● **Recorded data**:

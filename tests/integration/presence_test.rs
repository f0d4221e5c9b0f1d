// tests/integration/presence_test.rs

//! Presence flow: the initial keyframe, targeted sends to joiners, and the
//! visibility rules of the others collection.

use super::harness::*;
use liveroom::Room;
use liveroom::core::events::{OthersEvent, OthersEventKind};
use serde_json::{Value, json};
use tokio::sync::broadcast;
use tokio::time::timeout;

async fn next_others(rx: &mut broadcast::Receiver<OthersEvent>) -> OthersEvent {
    timeout(RECV_TIMEOUT, rx.recv())
        .await
        .expect("timed out waiting for an others event")
        .expect("others channel closed")
}

#[tokio::test]
async fn initial_presence_flushes_as_one_keyframe() {
    let mut server = TestServer::start().await;
    let mut config = test_config(&server, 1, WRITE_SCOPES);
    config.initial_presence = obj(json!({ "color": "red" }));
    let room = Room::enter(config).unwrap();

    // Queued before the channel opens, so they coalesce into the keyframe.
    room.update_presence(obj(json!({ "x": 1 })), false);
    room.update_presence(obj(json!({ "y": 2 })), false);

    let mut conn = server.accept().await;
    let msg = conn.expect_message(100).await;
    assert_eq!(msg["targetActor"], json!(-1));
    assert_eq!(msg["data"], json!({ "color": "red", "x": 1, "y": 2 }));

    room.disconnect();
}

#[tokio::test]
async fn presence_patch_goes_out_without_target() {
    let mut server = TestServer::start().await;
    let (room, mut conn) = connect_ready(&mut server, 1, WRITE_SCOPES).await;

    room.update_presence(obj(json!({ "cursor": { "x": 10 } })), false);
    let msg = conn.expect_message(100).await;
    assert!(msg.get("targetActor").is_none());
    assert_eq!(msg["data"], json!({ "cursor": { "x": 10 } }));
    assert_eq!(room.my_presence(), obj(json!({ "cursor": { "x": 10 } })));

    room.disconnect();
}

#[tokio::test]
async fn joiner_gets_full_presence_and_becomes_visible_with_it() {
    let mut server = TestServer::start().await;
    let (room, mut conn) = connect_ready(&mut server, 1, WRITE_SCOPES).await;
    let mut others_rx = room.subscribe_others();

    conn.send_json(json!({
        "type": 101, "actor": 2, "id": "user-2",
        "info": { "name": "User 2" },
        "scopes": ["room:read", "room:write", "room:presence:write"],
    }));

    // We answer a join with our full presence, sent directly to the joiner.
    let msg = conn.expect_message(100).await;
    assert_eq!(msg["targetActor"], json!(2));

    // Known but invisible until presence arrives.
    assert!(room.others().is_empty());

    conn.send_json(json!({ "type": 100, "actor": 2, "targetActor": 1, "data": { "x": 5 } }));
    let event = next_others(&mut others_rx).await;
    assert!(matches!(event.kind, OthersEventKind::Enter { .. }));
    assert_eq!(event.others.len(), 1);
    assert_eq!(event.others[0].connection_id, 2);
    assert_eq!(event.others[0].id.as_deref(), Some("user-2"));
    assert_eq!(event.others[0].presence, obj(json!({ "x": 5 })));

    room.disconnect();
}

#[tokio::test]
async fn presence_patch_updates_a_visible_peer() {
    let mut server = TestServer::start().await;
    let (room, mut conn) = connect_ready(&mut server, 1, WRITE_SCOPES).await;
    let mut others_rx = room.subscribe_others();

    conn.send_json(json!({
        "type": 101, "actor": 2, "id": "user-2", "info": null,
        "scopes": ["room:read", "room:write", "room:presence:write"],
    }));
    conn.send_json(json!({ "type": 100, "actor": 2, "targetActor": 1, "data": { "x": 1 } }));
    let enter = next_others(&mut others_rx).await;
    assert!(matches!(enter.kind, OthersEventKind::Enter { .. }));

    conn.send_json(json!({ "type": 100, "actor": 2, "data": { "x": 2 } }));
    let update = next_others(&mut others_rx).await;
    match update.kind {
        OthersEventKind::Update { user, patch } => {
            assert_eq!(user.presence, obj(json!({ "x": 2 })));
            assert_eq!(patch, obj(json!({ "x": 2 })));
        }
        other => panic!("expected an update event, got {other:?}"),
    }

    room.disconnect();
}

#[tokio::test]
async fn presence_without_metadata_stays_invisible() {
    let mut server = TestServer::start().await;
    let (room, mut conn) = connect_ready(&mut server, 1, WRITE_SCOPES).await;
    let mut others_rx = room.subscribe_others();

    let mut custom_rx = room.subscribe_custom();

    // Presence for an actor we never saw join: state is kept, nothing emits.
    conn.send_json(json!({ "type": 100, "actor": 9, "targetActor": 1, "data": { "x": 1 } }));
    conn.send_json(json!({ "type": 103, "actor": 9, "event": "marker" }));

    // The marker event proves the presence message was processed first.
    timeout(RECV_TIMEOUT, custom_rx.recv())
        .await
        .expect("timed out")
        .expect("custom channel closed");
    assert!(room.others().is_empty());
    assert!(others_rx.try_recv().is_err());

    room.disconnect();
}

#[tokio::test]
async fn user_left_emits_leave_only_when_visible() {
    let mut server = TestServer::start().await;
    let (room, mut conn) = connect_ready(&mut server, 1, WRITE_SCOPES).await;
    let mut others_rx = room.subscribe_others();

    conn.send_json(json!({
        "type": 101, "actor": 2, "id": "user-2", "info": null,
        "scopes": ["room:read", "room:write", "room:presence:write"],
    }));
    conn.send_json(json!({ "type": 100, "actor": 2, "targetActor": 1, "data": {} }));
    let _enter = next_others(&mut others_rx).await;

    conn.send_json(json!({ "type": 102, "actor": 2 }));
    let leave = next_others(&mut others_rx).await;
    match leave.kind {
        OthersEventKind::Leave { user } => assert_eq!(user.connection_id, 2),
        other => panic!("expected a leave event, got {other:?}"),
    }
    assert!(leave.others.is_empty());

    room.disconnect();
}

#[tokio::test]
async fn room_state_reconciles_and_emits_one_reset() {
    let mut server = TestServer::start().await;
    let (room, mut conn) = connect_ready(&mut server, 1, WRITE_SCOPES).await;
    let mut others_rx = room.subscribe_others();

    // Two visible peers.
    for actor in [2, 3] {
        conn.send_json(json!({
            "type": 101, "actor": actor, "id": format!("user-{actor}"), "info": null,
            "scopes": ["room:read", "room:write", "room:presence:write"],
        }));
        conn.send_json(json!({ "type": 100, "actor": actor, "targetActor": 1, "data": {} }));
        let _ = next_others(&mut others_rx).await;
    }
    assert_eq!(room.others().len(), 2);

    // The server's authoritative list no longer contains actor 3.
    conn.send_json(json!({
        "type": 104,
        "users": { "2": { "id": "user-2", "info": null, "scopes": ["room:read", "room:write", "room:presence:write"] } },
    }));
    let reset = next_others(&mut others_rx).await;
    assert!(matches!(reset.kind, OthersEventKind::Reset));
    assert_eq!(reset.others.len(), 1);
    assert_eq!(reset.others[0].connection_id, 2);

    room.disconnect();
}

#[tokio::test]
async fn broadcast_events_flow_both_ways() {
    let mut server = TestServer::start().await;
    let (room, mut conn) = connect_ready(&mut server, 1, WRITE_SCOPES).await;
    let mut custom_rx = room.subscribe_custom();

    room.broadcast_event(json!({ "emoji": "🎉" }), false);
    let msg = conn.expect_message(103).await;
    assert_eq!(msg["event"], json!({ "emoji": "🎉" }));

    conn.send_json(json!({ "type": 103, "actor": 2, "event": { "emoji": "🔥" } }));
    let event = timeout(RECV_TIMEOUT, custom_rx.recv())
        .await
        .expect("timed out")
        .expect("custom channel closed");
    assert_eq!(event.connection_id, 2);
    assert_eq!(event.event, json!({ "emoji": "🔥" }));

    room.disconnect();
}

#[tokio::test]
async fn read_only_sessions_can_write_presence_but_not_storage() {
    let mut server = TestServer::start().await;
    let (room, mut conn) = connect_ready(&mut server, 1, READ_ONLY_SCOPES).await;

    assert!(room.self_session().unwrap().is_read_only);

    let err = room
        .update_object("0:0", obj(json!({ "a": 1 })))
        .unwrap_err();
    assert_eq!(err, liveroom::RoomError::WriteDenied);

    room.update_presence(obj(json!({ "x": 1 })), false);
    let msg = conn.expect_message(100).await;
    assert_eq!(msg["data"], json!({ "x": 1 }));

    room.disconnect();
}

#[tokio::test]
async fn null_presence_values_remove_keys() {
    let mut server = TestServer::start().await;
    let (room, _conn) = connect_ready(&mut server, 1, WRITE_SCOPES).await;

    room.update_presence(obj(json!({ "x": 1, "y": 2 })), false);
    room.update_presence(obj(json!({ "x": Value::Null })), false);
    assert_eq!(room.my_presence(), obj(json!({ "y": 2 })));

    room.disconnect();
}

● **Goal of the exercise**:
Reproduce word for word the lines of the records above, beginning at the first and ending with the line where "let room = Room::enter(config).unwrap();" appears, and nothing past it.

● **Response below**:
filename tests/integration/presence_test.rs
repository f0d4221e5c9b0f1d
// tests/integration/presence_test.rs

//! Presence flow: the initial keyframe, targeted sends to joiners, and the
//! visibility rules of the others collection.

use super::harness::*;
use liveroom::Room;
use liveroom::core::events::{OthersEvent, OthersEventKind};
use serde_json::{Value, json};
use tokio::sync::broadcast;
use tokio::time::timeout;

async fn next_others(rx: &mut broadcast::Receiver<OthersEvent>) -> OthersEvent {
    timeout(RECV_TIMEOUT, rx.recv())
        .await
        .expect("timed out waiting for an others event")
        .expect("others channel closed")
}

#[tokio::test]
async fn initial_presence_flushes_as_one_keyframe() {
    let mut server = TestServer::start().await;
    let mut config = test_config(&server, 1, WRITE_SCOPES);
    config.initial_presence = obj(json!({ "color": "red" }));
    let room = Room::enter(config).unwrap();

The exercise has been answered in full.